Il veterano over 80 che ha ceduto il vaccino a una ventenne malata di cancro: «Non chiamatemi eroe» – L’intervista

La storia di Giuseppe Trapasso, 85 anni, che ha rinunciato alla prima dose di Pfizer per permettere a una giovane paziente oncologica di vaccinarsi

«Dottore non mi sento di farlo, non può darlo a chi ha più bisogno di me? Magari a chi è più giovane, sta male ma è ancora in attesa del vaccino anti-Covid a causa dei ritardi? Io ormai ho 85 anni…». Queste le parole che Giuseppe Trapasso, invalido di guerra di Catanzaro, ha detto al suo medico di base (pronto a vaccinarlo), rinunciando di fatto alla prima dose di Pfizer. Non perché non ci creda, non perché stia bene. Tutt’altro. Trapasso ha una malattia polmonare ma anche (e soprattutto) un cuore d’oro: guai a definirlo un eroe. «A me non interessava a chi sarebbe andato il vaccino, mi importava soltanto che potesse salvare una persona più giovane e più sfortunata di me. Io alla fine sono sempre a casa, nella mia campagna, non ho particolare timore di ammalarmi. Chiaramente ho chiesto di rimettermi in lista, il vaccino voglio farlo ma senza togliere la possibilità ad altri. Che nessuno resti indietro», ci spiega.


La madre della 23enne chiama il medico: «Quando sarà il turno di mia figlia?»

Un «bel gesto», lo definisce il suo medico di base (che è anche oncologo), Pasquale Montilla, lo stesso che ha registrato il rifiuto di Trapasso e che ha destinato questa dose del vaccino Pfizer a una ragazza di 23 anni, paziente oncologica, in cura all’ospedale Bambin Gesù di Roma, in attesa del vaccino. «Proprio qualche giorno prima – ci racconta il medico – mi aveva chiamato la madre di una ragazza, una mia paziente, che aspettava ancora il vaccino. Mi aveva chiesto: “Quando sarà il turno di mia figlia?”. E allora, non appena Giuseppe mi ha detto di voler rinunciare alla dose, ho subito pensato a lei».

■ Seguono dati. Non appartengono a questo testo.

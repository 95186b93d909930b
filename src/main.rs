use crate::checks::check_consistency;
use crate::config::Config;
use crate::loaders::Loader;
use clap::Parser;
use eyre::Result;
use std::path::PathBuf;
use tracing::Level;

mod checks;
mod config;
mod display;
mod export;
mod grade;
mod histogram;
mod loaders;
mod menu;
mod model;
mod stats;

#[derive(Parser)]
#[command(version, about)]
struct Options {
    /// Use FILE instead of gradebook.toml
    #[arg(short, long, value_name = "FILE")]
    config: Option<PathBuf>,
    /// Resolve relative data paths from DIR
    #[arg(short, long, value_name = "DIR")]
    data_dir: Option<PathBuf>,
    /// Write the grade of every student to FILE as CSV instead of showing the menu
    #[arg(long, value_name = "FILE")]
    export: Option<PathBuf>,
    /// Set verbosity level
    #[arg(short, action = clap::ArgAction::Count)]
    verbose: u8,
}

fn main() -> Result<()> {
    color_eyre::install()?;
    let options = Options::parse();
    let level = match options.verbose {
        0 => Level::ERROR,
        1 => Level::WARN,
        2 => Level::INFO,
        3 => Level::DEBUG,
        _ => Level::TRACE,
    };
    tracing_subscriber::fmt()
        .with_max_level(level)
        .with_writer(std::io::stderr)
        .init();
    let mut config = Config::load_or_default(options.config.as_deref())?;
    if let Some(data_dir) = &options.data_dir {
        config.rebase(data_dir);
    }
    let gradebook = Loader::new(&config.data).load()?;
    check_consistency(&gradebook);
    if let Some(file_name) = &options.export {
        return export::export_grades(&gradebook, file_name);
    }
    menu::run(
        &gradebook,
        config.report.histogram_width,
        &mut std::io::stdin().lock(),
        &mut std::io::stdout().lock(),
    )
}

«Tempi d’attesa prolungati»

Quella di Carmela Rizzo, che era ancora in attesa del suo turno, nonostante fosse una paziente fragile, non è purtroppo una storia isolata. Open, ad esempio, ha raccontato la storia di Marta Di Palma, paziente oncologica a cui, ancora oggi, non è stato somministrato il vaccino nonostante nelle prossime settimane potrebbe rientrare a scuola, essendo un’insegnante alla materna. Un paradosso all’italiana, insomma. Il problema dei ritardi – ci dice l’oncologo Montilla – è dato «sicuramente dalla mancanza delle dosi. Carmela, ad esempio, era già nella lista dei pazienti fragili ma ancora non era stata vaccinata. Bisogna anche dire, a onor del vero, che la rete sta cominciando a funzionare ma a volte i tempi d’attesa si prolungano», conclude.

«Quando ha rifiutato il vaccino era felice, aveva gli occhi lucidi»

«Adesso sono felice», ci dice al telefono Giuseppe. Lui che per anni ha fatto il minatore e che, di certo, non ha avuto una vita facile e spensierata. «Io l’ho visto talmente contento che, quando ha firmato la dichiarazione di rinuncia, non l’ho di certo fermato. Aveva gli occhi lucidi, si vedeva che lo stava facendo col cuore. Quando guarda la tv, tra l’altro, si arrabbia continuamente nel vedere le lunghe file o i ritardi nella somministrazione dei vaccini», ci dice Maria Paonessa, 41 anni, nipote dell’uomo che vive con lui e che, in questi mesi, ha prestato (e sta prestando) massima attenzione per evitare di portare il virus a casa. Specialmente ora che Giuseppe ha fatto una scelta coraggiosa.